From third grade onward, Eliza's class is divided into math and reading groups. Eliza's reading group is called the Racecars. She likes it okay until she learns that the other reading group is called the Rockets. The Rockets read from a paperback that has The Great Books printed on its cover in gallant letters. When she asks Jared Montgomery what's inside, he tells her that his group is reading excerpts from "the canon" and Eliza feels too stupid to ask if that means something other than a large gun. She can't help but wonder if someone told her which books were great and which ones were just so-so, if she'd like reading more. While she eventually adjusts to the faded motivational posters featuring long-dead baby animals, and the fifties-era reading books whose soporific effects have intensified with each decade of use, she can't get it out of her head that, while she is speeding around in circles waiting to be told when to stop, other kids are flying to the moon.



Within half an hour all the fourth graders have been eliminated except for Li Chan, who never washes his hair and outlasts two fifth graders and a sixth grader from a fifth/sixth combination. When Li finally misspells FOLLICLE, the eliminated fourth graders chant "Stink bomb" until Dr. Morris blinks the lights to quiet things down.
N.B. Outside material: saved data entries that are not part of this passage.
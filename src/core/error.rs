use derive_more::{Display, Error};

/// Failures surfaced by device access, remote commands and configuration.
///
/// Parse anomalies in log text are not represented here: they are logged
/// as warnings and the offending line is skipped.
#[derive(Debug, Display, Error)]
pub enum AtopError {
    #[display("required binary '{tool}' not found on PATH")]
    BridgeToolMissing { tool: String },

    #[display("no devices connected")]
    NoDevice,

    #[display("expected a single connected Android device, found {count}")]
    MultipleDevices { count: usize },

    #[display(
        "permission denied for device '{serial}', please allow adb access on the device (e.g. enable USB debugging)"
    )]
    Unauthorized { serial: String },

    #[display("failed to restart adb as root (shell user is '{user}')")]
    NotRoot { user: String },

    #[display("failed to spawn '{command}'")]
    Spawn {
        command: String,
        source: std::io::Error,
    },

    #[display("command '{command}' returned with error (code {code}): {output}")]
    CommandFailed {
        command: String,
        code: i32,
        output: String,
    },

    #[display("path '{path}' doesn't exist on device")]
    MissingOnDevice { path: String },

    #[display("{what} is not implemented")]
    NotImplemented { what: String },

    #[display("model list '{path}' is empty")]
    EmptyModelList { path: String },

    #[display("invalid configuration: {message}")]
    Config { message: String },
}
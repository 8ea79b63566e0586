use std::collections::BTreeMap;

/// Tag → matching lines, each bucket in original log order.
pub type Classified = BTreeMap<String, Vec<String>>;

fn tag_of<'t, S: AsRef<str>>(line: &str, tags: &'t [S]) -> Option<&'t str> {
    let mut found = tags
        .iter()
        .map(|tag| tag.as_ref())
        .filter(|tag: &&str| line.contains(*tag));
    let first = found.next()?;
    let rest: Vec<&str> = found.collect();
    if rest.is_empty() {
        Some(first)
    } else {
        log::warn!(
            "More than a single probe available for log line, skipping.\n{line}\n{:?}",
            std::iter::once(first).chain(rest).collect::<Vec<_>>()
        );
        None
    }
}

/// Bucket the lines of `log` by which single tag of `tags` they contain.
///
/// Lines with no tag are dropped. Lines with several tags are reported and
/// skipped.
pub fn classify<S: AsRef<str>>(log: &str, tags: &[S]) -> Classified {
    let mut buckets = Classified::new();
    for line in log.lines() {
        if let Some(tag) = tag_of(line, tags) {
            buckets
                .entry(tag.to_string())
                .or_default()
                .push(line.to_string());
        }
    }
    buckets
}

/// Every line carrying exactly one of `tags`, in log order.
pub fn filter_lines<S: AsRef<str>>(log: &str, tags: &[S]) -> Vec<String> {
    log.lines()
        .filter(|line| tag_of(line, tags).is_some())
        .map(str::to_string)
        .collect()
}
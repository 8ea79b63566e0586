use chrono::Local;
use env_logger::{Builder, Target};
use log::LevelFilter;
use std::io::{self, Write};

use crate::cli::config::AtopConfig;

/// Level picked from the flags; `RUST_LOG` can still override it.
pub fn level_for(config: &AtopConfig) -> LevelFilter {
    if config.debug {
        LevelFilter::Debug
    } else if config.verbose {
        LevelFilter::Info
    } else {
        LevelFilter::Warn
    }
}

/// Where logs go while the dashboard owns the screen.
///
/// `ATOP_LOG_FILE` wins; debug builds fall back to a timestamped file in the
/// working directory. `None` means logging stays off.
pub fn dashboard_log_file() -> Option<String> {
    std::env::var("ATOP_LOG_FILE").ok().or_else(|| {
        #[cfg(debug_assertions)]
        {
            Some(format!("./atop_{}.log", Local::now().format("%Y%m%d%H%M%S")))
        }
        #[cfg(not(debug_assertions))]
        {
            None
        }
    })
}

/// Install the global logger.
///
/// One-shot reports log to stderr. The dashboard draws on the alternate
/// screen, so there logs go to a file or nowhere.
pub fn init_logger(config: &AtopConfig, dashboard: bool) {
    let level = level_for(config);

    if !dashboard {
        Builder::new()
            .format(|buf, record| {
                writeln!(
                    buf,
                    "{} [{}] {}",
                    Local::now().format("%Y-%m-%d %H:%M:%S"),
                    record.level(),
                    record.args()
                )
            })
            .target(Target::Stderr)
            .filter_level(level)
            .parse_default_env()
            .init();
        return;
    }

    match dashboard_log_file() {
        Some(path) => {
            if let Err(err) = init_file_logger(&path, level) {
                eprintln!("Failed to initialize file logger at '{path}': {err}");
                log::set_max_level(LevelFilter::Off);
            }
        }
        None => log::set_max_level(LevelFilter::Off),
    }
}

fn init_file_logger(path: &str, level: LevelFilter) -> io::Result<()> {
    let file = std::fs::OpenOptions::new()
        .create(true)
        .append(true)
        .open(path)?;

    Builder::new()
        .format(|buf, record| {
            writeln!(
                buf,
                "{}:{} {} [{}] - {}",
                record.file().unwrap_or("unknown"),
                record.line().unwrap_or(0),
                Local::now().format("%Y-%m-%dT%H:%M:%S%.3f"),
                record.level(),
                record.args()
            )
        })
        .target(Target::Pipe(Box::new(file)))
        .filter_level(level)
        .parse_default_env()
        .init();

    log::info!("File logger initialized at {path}");

    Ok(())
}
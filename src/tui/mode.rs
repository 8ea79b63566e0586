use crossterm::event::{KeyCode, KeyEvent, KeyEventKind, KeyModifiers};
use strum::{Display, EnumIter, IntoEnumIterator};

/// What the dashboard is currently showing.
#[derive(Debug, Clone, Copy, Default, PartialEq, Eq, Hash, Display, EnumIter)]
pub enum DisplayMode {
    Exit,
    #[default]
    Interaction,
    Timing,
    #[strum(to_string = "Raw log")]
    RawLog,
    #[strum(to_string = "Perf counters")]
    PerfCounters,
}

/// Key → target mode. Any mode other than Exit may move to any entry.
const TRANSITIONS: &[(KeyCode, DisplayMode)] = &[
    (KeyCode::Char('1'), DisplayMode::Interaction),
    (KeyCode::Char('i'), DisplayMode::Interaction),
    (KeyCode::Char('2'), DisplayMode::Timing),
    (KeyCode::Char('t'), DisplayMode::Timing),
    (KeyCode::Char('3'), DisplayMode::RawLog),
    (KeyCode::Char('r'), DisplayMode::RawLog),
    (KeyCode::Char('4'), DisplayMode::PerfCounters),
    (KeyCode::Char('p'), DisplayMode::PerfCounters),
    (KeyCode::Char('q'), DisplayMode::Exit),
    (KeyCode::Esc, DisplayMode::Exit),
];

impl DisplayMode {
    /// Modes shown in the selector bar, in order.
    pub fn selectable() -> impl Iterator<Item = DisplayMode> {
        DisplayMode::iter().filter(|mode| *mode != DisplayMode::Exit)
    }

    /// Key that selects this mode, as shown to the user.
    pub fn hotkey(self) -> char {
        match self {
            DisplayMode::Exit => 'q',
            DisplayMode::Interaction => '1',
            DisplayMode::Timing => '2',
            DisplayMode::RawLog => '3',
            DisplayMode::PerfCounters => '4',
        }
    }

    pub fn is_terminal(self) -> bool {
        self == DisplayMode::Exit
    }

    /// Mode the key leads to, or `None` when the key is not bound.
    pub fn transition(self, key: &KeyEvent) -> Option<DisplayMode> {
        if self.is_terminal() || key.kind != KeyEventKind::Press {
            return None;
        }
        if key.modifiers.contains(KeyModifiers::CONTROL) {
            return matches!(key.code, KeyCode::Char('c')).then_some(DisplayMode::Exit);
        }
        TRANSITIONS
            .iter()
            .find(|(code, _)| *code == key.code)
            .map(|(_, mode)| *mode)
    }
}

#[cfg(test)]
mod tests {
    use super::*;

    fn press(code: KeyCode) -> KeyEvent {
        KeyEvent::new(code, KeyModifiers::NONE)
    }

    #[test]
    fn test_initial_mode_is_interaction() {
        assert_eq!(DisplayMode::default(), DisplayMode::Interaction);
    }

    #[test]
    fn test_transition_table() {
        let from = DisplayMode::Interaction;
        assert_eq!(from.transition(&press(KeyCode::Char('2'))), Some(DisplayMode::Timing));
        assert_eq!(from.transition(&press(KeyCode::Char('r'))), Some(DisplayMode::RawLog));
        assert_eq!(
            DisplayMode::Timing.transition(&press(KeyCode::Char('4'))),
            Some(DisplayMode::PerfCounters)
        );
        assert_eq!(
            DisplayMode::PerfCounters.transition(&press(KeyCode::Char('1'))),
            Some(DisplayMode::Interaction)
        );
        assert_eq!(from.transition(&press(KeyCode::Esc)), Some(DisplayMode::Exit));
        assert_eq!(from.transition(&press(KeyCode::Char('x'))), None);
    }

    #[test]
    fn test_ctrl_c_exits_and_other_ctrl_keys_do_not() {
        let ctrl_c = KeyEvent::new(KeyCode::Char('c'), KeyModifiers::CONTROL);
        let ctrl_r = KeyEvent::new(KeyCode::Char('r'), KeyModifiers::CONTROL);
        assert_eq!(DisplayMode::Timing.transition(&ctrl_c), Some(DisplayMode::Exit));
        assert_eq!(DisplayMode::Timing.transition(&ctrl_r), None);
    }

    #[test]
    fn test_exit_is_terminal() {
        assert_eq!(DisplayMode::Exit.transition(&press(KeyCode::Char('1'))), None);
    }

    #[test]
    fn test_selector_order_and_hotkeys() {
        let modes: Vec<_> = DisplayMode::selectable().collect();
        assert_eq!(
            modes,
            vec![
                DisplayMode::Interaction,
                DisplayMode::Timing,
                DisplayMode::RawLog,
                DisplayMode::PerfCounters
            ]
        );
        let keys: String = modes.iter().map(|m| m.hotkey()).collect();
        assert_eq!(keys, "1234");
        assert_eq!(DisplayMode::RawLog.to_string(), "Raw log");
    }
}
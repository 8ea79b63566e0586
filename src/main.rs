use atop::{
    boot,
    cli::{self, actions, RunMode},
};

fn main() {
    let matches = cli::parse_args();
    let mode = RunMode::from_matches(&matches);

    let res = cli::load_config(&matches).and_then(|config| {
        boot::init_logger(&config, mode == RunMode::Dashboard);
        actions::run(mode, &config)
    });

    if let Err(err) = res {
        eprintln!("ERROR: {err:#}");
        std::process::exit(1);
    }
}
Eliza gets CANARY, SECRETARY, and PLACEBO. By the time CEREMONIAL and PROBABILITY come around, it is down to her, Brad Fry, and Sinna Bhagudori.

Everyone knows that Sinna is the smartest girl in school and that Brad is the smartest boy, but probably not as smart as Sinna. If anyone knows Eliza, it is from breaking the school limbo record, which got her name on the music classroom blackboard for a few weeks but which always goes to the short kids anyway.

Sinna has blue contact lenses and big boobs. Everyone knows her eyes are fake because they were brown the year before, but Sinna insists that a lot of people's eyes change when they go through puberty.

Brad plays soccer at recess and has a lot of moles. There are rumors that he spends his summers at a camp for kids who take math and science classes because they want to, but Brad tells everyone he goes to soccer camp. No one believes him either.

A couple times when it's Eliza's turn, Sinna starts toward the podium and Dr. Morris has to remind her to wait. Waiting for Sinna to return to her seat, Eliza pretends she is a TV star during opening credits, her face caught in freeze-frame. She imagines her name appearing below her face in bold white letters.

Sinna spells IMMANENT without the second M. She is already walking back to her seat when Dr. Morris says, "I'm afraid that's incorrect." It gets very quiet, like at the beginning of a blackout before anyone has thought to fetch a flashlight. Sinna walks offstage biting her lower lip.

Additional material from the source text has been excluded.